作者们建立了一个神经母细胞瘤（SH-SY5Y）细胞系，其中细胞骨架蛋白异常磷酸化，由于奥克迪酸（OA）显著抑制蛋白磷酸酶活性，导致微管破坏。奥克迪酸诱导的细胞活性和线粒体代谢活动的下降被褪黑素显著预防。此外，由OA诱导的神经丝（NF-）H/M亚单位的过磷酸化/积累以及微管的破坏被褪黑素显著抑制。

/The authors/ generated a neuroblastoma (SH-SY5Y) cell system in which cytoskeletal proteins are abnormally phosphorylated resulting in microtubule disruption due to the marked inhibition of protein phosphatase activities by okadaic acid (OA). OA-induced declines in cell viability and mitochondrial metabolic activity were remarkably prevented by melatonin. In addition, the hyperphosphorylation/accumulation of neurofilament-(NF-) H/M subunits and the disruption of microtubules, induced by OA, were significantly inhibited by melatonin.

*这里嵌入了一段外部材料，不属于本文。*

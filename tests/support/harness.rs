use std::fs;
use std::io::{self, Write};
use std::path::{Path, PathBuf};
use std::sync::{Arc, Mutex};

use submission_check::checker::{self, CheckSummary, Checker};
use submission_check::config::{BuildConfig, CheckConfig};
use submission_check::error::CheckError;
use submission_check::output::{Output, OutputMode};
use tempfile::TempDir;

/// A 64-byte secret flag
#[allow(dead_code)]
pub fn flag(c: char) -> String {
    c.to_string().repeat(64)
}

/// Writer that keeps everything written to it for later inspection.
#[derive(Clone, Default)]
pub struct CaptureWriter {
    buffer: Arc<Mutex<Vec<u8>>>,
}

impl CaptureWriter {
    pub fn contents(&self) -> String {
        String::from_utf8(self.buffer.lock().unwrap().clone()).unwrap()
    }
}

impl Write for CaptureWriter {
    fn write(&mut self, buf: &[u8]) -> io::Result<usize> {
        self.buffer.lock().unwrap().write(buf)
    }

    fn flush(&mut self) -> io::Result<()> {
        Ok(())
    }
}

/// ProjectHarness provides an isolated submission directory.
///
/// A new harness holds a Unix-style `README.md` and a `secret_flags` file
/// with one valid flag, but no `client`; the build is expected to produce it.
pub struct ProjectHarness {
    pub dir: TempDir,
    pub project_dir: PathBuf,
}

impl ProjectHarness {
    pub fn new() -> Self {
        let temp_dir = TempDir::new().expect("Failed to create temp dir");
        let project_dir = temp_dir.path().join("project");
        fs::create_dir_all(&project_dir).expect("Failed to create project dir");

        let harness = ProjectHarness {
            dir: temp_dir,
            project_dir,
        };
        harness.write("README.md", "# Socket Basics\n\nHigh-level approach.\n");
        harness.write("secret_flags", &format!("{}\n", flag('a')));
        harness
    }

    /// Returns the submission directory.
    pub fn path(&self) -> &Path {
        &self.project_dir
    }

    pub fn write(&self, name: &str, content: &str) {
        fs::write(self.project_dir.join(name), content).expect("Failed to write project file");
    }

    #[allow(dead_code)]
    pub fn remove(&self, name: &str) {
        fs::remove_file(self.project_dir.join(name)).expect("Failed to remove project file");
    }

    /// Settings whose build runs `script` through `sh -c`.
    pub fn config_with_build(script: &str) -> CheckConfig {
        CheckConfig {
            build: BuildConfig {
                command: vec!["sh".to_string(), "-c".to_string(), script.to_string()],
            },
            ..CheckConfig::default()
        }
    }

    /// Settings whose build succeeds and leaves a client behind.
    #[allow(dead_code)]
    pub fn passing_config() -> CheckConfig {
        Self::config_with_build("echo 'cc -o client client.c'; touch client")
    }

    /// Runs the checker, returning its result and everything it printed.
    #[allow(dead_code)]
    pub fn run(
        &self,
        config: &CheckConfig,
        mode: OutputMode,
    ) -> (Result<CheckSummary, CheckError>, String) {
        let writer = CaptureWriter::default();
        let output = Output::with_writer(mode, Box::new(writer.clone()));
        let result = Checker::new(config, &output).run(self.path());
        (result, writer.contents())
    }

    /// Runs the checker through `execute`, returning the exit status and output.
    #[allow(dead_code)]
    pub fn execute(&self, config: &CheckConfig, mode: OutputMode) -> (u8, String) {
        let writer = CaptureWriter::default();
        let output = Output::with_writer(mode, Box::new(writer.clone()));
        let status = checker::execute(self.path(), config, &output);
        (status, writer.contents())
    }

    /// Writes a settings file next to (not inside) the project directory.
    #[allow(dead_code)]
    pub fn write_settings(&self, content: &str) -> PathBuf {
        let path = self.dir.path().join("checklist.yaml");
        fs::write(&path, content).expect("Failed to write settings file");
        path
    }
}

impl Default for ProjectHarness {
    fn default() -> Self {
        Self::new()
    }
}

来源:Hazardous Substances Data Bank (HSDB)

毒理性

• 相互作用

在大鼠清醒状态下，向海马内微量注射奥卡酸（一种强大的蛋白磷酸酶1和2A的抑制剂），在大约20分钟内引起强烈的脑电图和行为上的边缘型癫痫发作，这些发作可以通过系统性给予NMDA受体拮抗剂（+）-5-甲基-10,11-二氢-5H-二苯并-[a,d]环庚烯-5,10-亚胺氢雄酸盐以及通过海马内注射1-(5-异喹啉磺酰基)-2-甲基哌嗪（一种蛋白激酶抑制剂）来抑制。

In awake rats the microinjection into the hippocampus of okadaic acid, a potent inhibitor of protein phosphatases 1 and 2A, induces in about 20 min intense electroencephalographic and behavioral limbic-type seizures, which are suppressed by the systemic administration of the NMDA receptor antagonist (+)-5-methyl-10,11-dihydro-5H-dibenzo-[a,d]cyclohepten-5,10-imine hydrogen maleate and by the intrahippocampal administration of 1-(5-isoquinolinesulfonyl)-2-methylpiperazine, an inhibitor of protein kinases.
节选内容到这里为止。